5億4千年前起きた生物の爆発的進化「カンブリア爆発」。進化論では説明できないこの事象解明の糸口が、最近の新たな発見によりつかめつつある。
ネイチャー・パブリッシング・グループ(NPG)の出版している日本語の科学まとめ雑誌である「Natureダイジェスト」5月号から。
本シリーズも8回目。アクセスをみているとなかなか人気が高いようです。Natureダイジェストから個人的に興味を持った記事をピックアップして紹介しています。過去の記事は関連記事を御覧ください。
カンブリア爆発の「火種」
エディアカラ紀のまでの生物は単純な生態系でした。5億4千年前に急激な生物進化により、今日の動物と同じ解剖学的特徴をもつ生態系が広がった。なぜ、その時点でそのような生態系が爆発的に生まれたのか、その「火種」はなんだろう?それが数十年間、生物学者の論争の的となっています。いまだ正確な原因はわかっていないが、最近の研究結果より酸素濃度の上昇が「火種」とする論争が再発している。記事では、その経緯と、単純に酸素濃度の上昇だけでは説明できない証拠の発見などについて詳細に説明しています。
「生命の起源」と同じく、幾つも説があり、証拠をつかむことが困難な古代生物学。この記事を書いている今ちょうど「複雑な多細胞生物、従来説より10億年早く誕生か 化石研究」というニュースが報道されました(DOI:10.1038/ncomms11500)。
15億年以上前の多細胞生物の化石が発見されたそうです。真偽はわかりませんが、これが本当ならば上記の年表も覆ることとなります。答えを導き出すという意味では化学はなんとやりやすいことかと思います。
半合成マラリア治療薬が市場で大苦戦
ノーベル医学生理学賞も受賞したマラリアの特効薬アルテミシニンを半合成したは良いものの、供給過剰で売れない。
もう一つの記事は化学関連から。今年は、北里大学の大村先生に加えて、マラリアの特効薬アルテミシニンの発見者Youyou Tu氏にもノーベル医学生理学賞が与えられました(関連記事:【速報】2015年ノーベル生理学・医学賞ー医薬品につながる天然物化学研究へ)。アルテミシニンはマラリア治療薬としてなくてはならないものとなっています。その供給法はクソニンジン(Artemisia annua)という植物を栽培し、そこから抽出すること。

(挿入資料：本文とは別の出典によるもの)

pub mod catalog;
pub mod date;
pub mod domain;
pub mod fields;
pub mod flow;
pub mod parser;
pub mod ports;
pub mod protocol;
pub mod session;

#[cfg(test)]
mod proptests;

pub use catalog::OptionCatalog;
pub use domain::{
    Currency, DatabaseSchema, ExpenseRecord, ParsedEntry, PropertyKind, ResolvedDate,
    SelectOption, Session, Step, UserId,
};
pub use flow::{FlowError, FlowResult, SelectionFlow};
pub use ports::{Clock, PortError, PortResult, RecordSink, SchemaSource};
pub use protocol::{Choice, FlowReply, Selection, UnknownCallback, MAX_CALLBACK_BYTES};
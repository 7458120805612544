//! services/bot/src/telegram/keyboard.rs
//!
//! Turns flow choices into inline keyboards, one button per row.

use expense_bot_core::Choice;
use teloxide::types::{InlineKeyboardButton, InlineKeyboardMarkup};
use tracing::warn;

/// Builds the keyboard. Telegram refuses the whole message if any button's
/// callback data is too long, so such buttons are left out.
pub fn keyboard(choices: &[Choice]) -> InlineKeyboardMarkup {
    InlineKeyboardMarkup::new(choices.iter().filter_map(|choice| {
        if !choice.selection.fits_callback() {
            warn!(label = %choice.label, callback = %choice.selection, "Callback data exceeds Telegram's limit; button dropped");
            return None;
        }
        Some(vec![InlineKeyboardButton::callback(
            choice.label.clone(),
            choice.selection.encode(),
        )])
    }))
}

#[cfg(test)]
mod tests {
    use super::*;
    use expense_bot_core::{Selection, MAX_CALLBACK_BYTES};
    use teloxide::types::InlineKeyboardButtonKind;

    fn choice(label: &str, id: &str) -> Choice {
        Choice {
            label: label.to_string(),
            selection: Selection::Subcategory(id.to_string()),
        }
    }

    #[test]
    fn one_button_per_row_with_encoded_callbacks() {
        let markup = keyboard(&[choice("Такси", "s-taxi"), choice("Автобус", "s-bus")]);

        assert_eq!(markup.inline_keyboard.len(), 2);
        let first = &markup.inline_keyboard[0];
        assert_eq!(first.len(), 1);
        assert_eq!(first[0].text, "Такси");
        assert!(matches!(
            &first[0].kind,
            InlineKeyboardButtonKind::CallbackData(data) if data == "subcat_s-taxi"
        ));
    }

    #[test]
    fn oversized_callback_data_is_not_sent() {
        let long_id = "f".repeat(MAX_CALLBACK_BYTES);
        let markup = keyboard(&[choice("Кафе", &long_id), choice("Такси", "s-taxi")]);

        assert_eq!(markup.inline_keyboard.len(), 1);
        assert_eq!(markup.inline_keyboard[0][0].text, "Такси");
        for row in &markup.inline_keyboard {
            for button in row {
                if let InlineKeyboardButtonKind::CallbackData(data) = &button.kind {
                    assert!(data.len() <= MAX_CALLBACK_BYTES);
                }
            }
        }
    }
}
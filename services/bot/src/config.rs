//! services/bot/src/config.rs
//!
//! Defines the bot's configuration structure and loading logic.
//!
//! All configuration is loaded from environment variables at startup. The `.env`
//! file is used for local development.

use std::time::Duration;
use tracing::Level;

/// A custom error type for configuration loading failures.
#[derive(Debug, thiserror::Error)]
pub enum ConfigError {
    #[error("Missing the environment variable {0}")]
    MissingVar(String),
    #[error("Invalid value for the environment variable {0}: {1}")]
    InvalidValue(String, String),
}

/// Holds all configuration loaded from the environment at startup.
#[derive(Clone)]
pub struct Config {
    pub telegram_token: String,
    pub notion_api_key: String,
    pub notion_database_id: String,
    pub notion_api_url: String,
    pub notion_version: String,
    pub notion_timeout: Duration,
    pub log_level: Level,
}

// Credentials stay out of logs.
impl std::fmt::Debug for Config {
    fn fmt(&self, f: &mut std::fmt::Formatter<'_>) -> std::fmt::Result {
        f.debug_struct("Config")
            .field("notion_database_id", &self.notion_database_id)
            .field("notion_api_url", &self.notion_api_url)
            .field("notion_version", &self.notion_version)
            .field("notion_timeout", &self.notion_timeout)
            .field("log_level", &self.log_level)
            .finish_non_exhaustive()
    }
}

impl Config {
    /// Loads configuration from environment variables.
    ///
    /// It will look for a `.env` file in the current directory for development,
    /// but this is skipped in test environments to ensure tests are hermetic.
    pub fn from_env() -> Result<Self, ConfigError> {
        // Only load from .env in non-test mode to avoid contamination.
        if !cfg!(test) {
            dotenvy::dotenv().ok();
        }
        Self::from_lookup(|key| std::env::var(key).ok())
    }

    /// Builds the configuration from any key/value source.
    pub fn from_lookup(var: impl Fn(&str) -> Option<String>) -> Result<Self, ConfigError> {
        let required = |key: &str| var(key).ok_or_else(|| ConfigError::MissingVar(key.to_string()));

        // --- Load Credentials ---
        let telegram_token = var("TELEGRAM_BOT_TOKEN")
            .or_else(|| var("BOT_TOKEN"))
            .ok_or_else(|| ConfigError::MissingVar("TELEGRAM_BOT_TOKEN".to_string()))?;
        let notion_api_key = required("NOTION_API_KEY")?;
        let notion_database_id = required("NOTION_DB_ID")?;

        // --- Load Notion Settings ---
        let notion_api_url = var("NOTION_API_URL")
            .unwrap_or_else(|| "https://api.notion.com/v1".to_string())
            .trim_end_matches('/')
            .to_string();
        let notion_version = var("NOTION_VERSION").unwrap_or_else(|| "2022-06-28".to_string());

        let timeout_str = var("NOTION_TIMEOUT_SECS").unwrap_or_else(|| "30".to_string());
        let notion_timeout = timeout_str
            .parse::<u64>()
            .ok()
            .filter(|secs| *secs > 0)
            .map(Duration::from_secs)
            .ok_or_else(|| {
                ConfigError::InvalidValue(
                    "NOTION_TIMEOUT_SECS".to_string(),
                    format!("'{}' is not a positive number of seconds", timeout_str),
                )
            })?;

        let log_level_str = var("RUST_LOG").unwrap_or_else(|| "INFO".to_string());
        let log_level = log_level_str.parse::<Level>().map_err(|_| {
            ConfigError::InvalidValue(
                "RUST_LOG".to_string(),
                format!("'{}' is not a valid log level", log_level_str),
            )
        })?;

        Ok(Self {
            telegram_token,
            notion_api_key,
            notion_database_id,
            notion_api_url,
            notion_version,
            notion_timeout,
            log_level,
        })
    }
}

クソニンジンを栽培し過ぎるとアルテミシニンの供給過多になり、栽培農家が減少します。その結果、供給不足になると、またその栽培に注目しはじめるという繰り返し。つまり、安定供給に不安があります。そのため、フランスの大手製薬会社サノフィ社は、酵母発酵で生成したアルテミシニン前駆体(アルテミシニン酸)をアルテミシニンに化学的に変換する、「半合成アルテミシニン」の合成法を開発しました。
しかし、毎年60トン(世界で必要とされる量の30%近く)を生産する能力があるにも関わらず売れなかったのです。これは現在栽培によるアルテミシンの供給過剰にあるからだと言われています。記事では、そのマラリア治療薬に関する国際的な試みや、サノフィ−社の「半合成アルテミシニン」工場の行方と、今後について述べています。
その他の記事
その他にも、「アルツハイマー病マウスで記憶が回復」が特別公開記事として無料で読むことができます。
また、日本人研究者へのインタビューとして、九大の細川貴弘助教と、産業技術総合研究所の深津武馬主席研究員の研究に関する記事が紹介されています。昆虫の体内でしか生きていけず、昆虫にとっても欠くことできない共生細菌はなぜそのような関係になったのか?この謎に迫る研究成果を報告された両氏のインタビューも無料公開されていますのでぜひお読みください(「カメムシの腸内共生細菌は進化の途上」)
研究テーマの息抜きに
卒研生(4年生)は5月になり、新しく研究室に配属され、個別の研究テーマをもらったと思います。今後は自身の研究の周辺を徹底的に勉強し、世界でもっとも詳しくならないといけません。自分の研究分野だけでもフォローできないぐらいの先人たちの研究を勉強し、疲れたときにでも、最新の全く異なるサイエンスが山盛りのNature ダイジェストを読むことはよい気分転換になると思いますよ。
もちろんバリバリ最先端研究に勤しんでいる大学院生や、研究者の方もオススメです。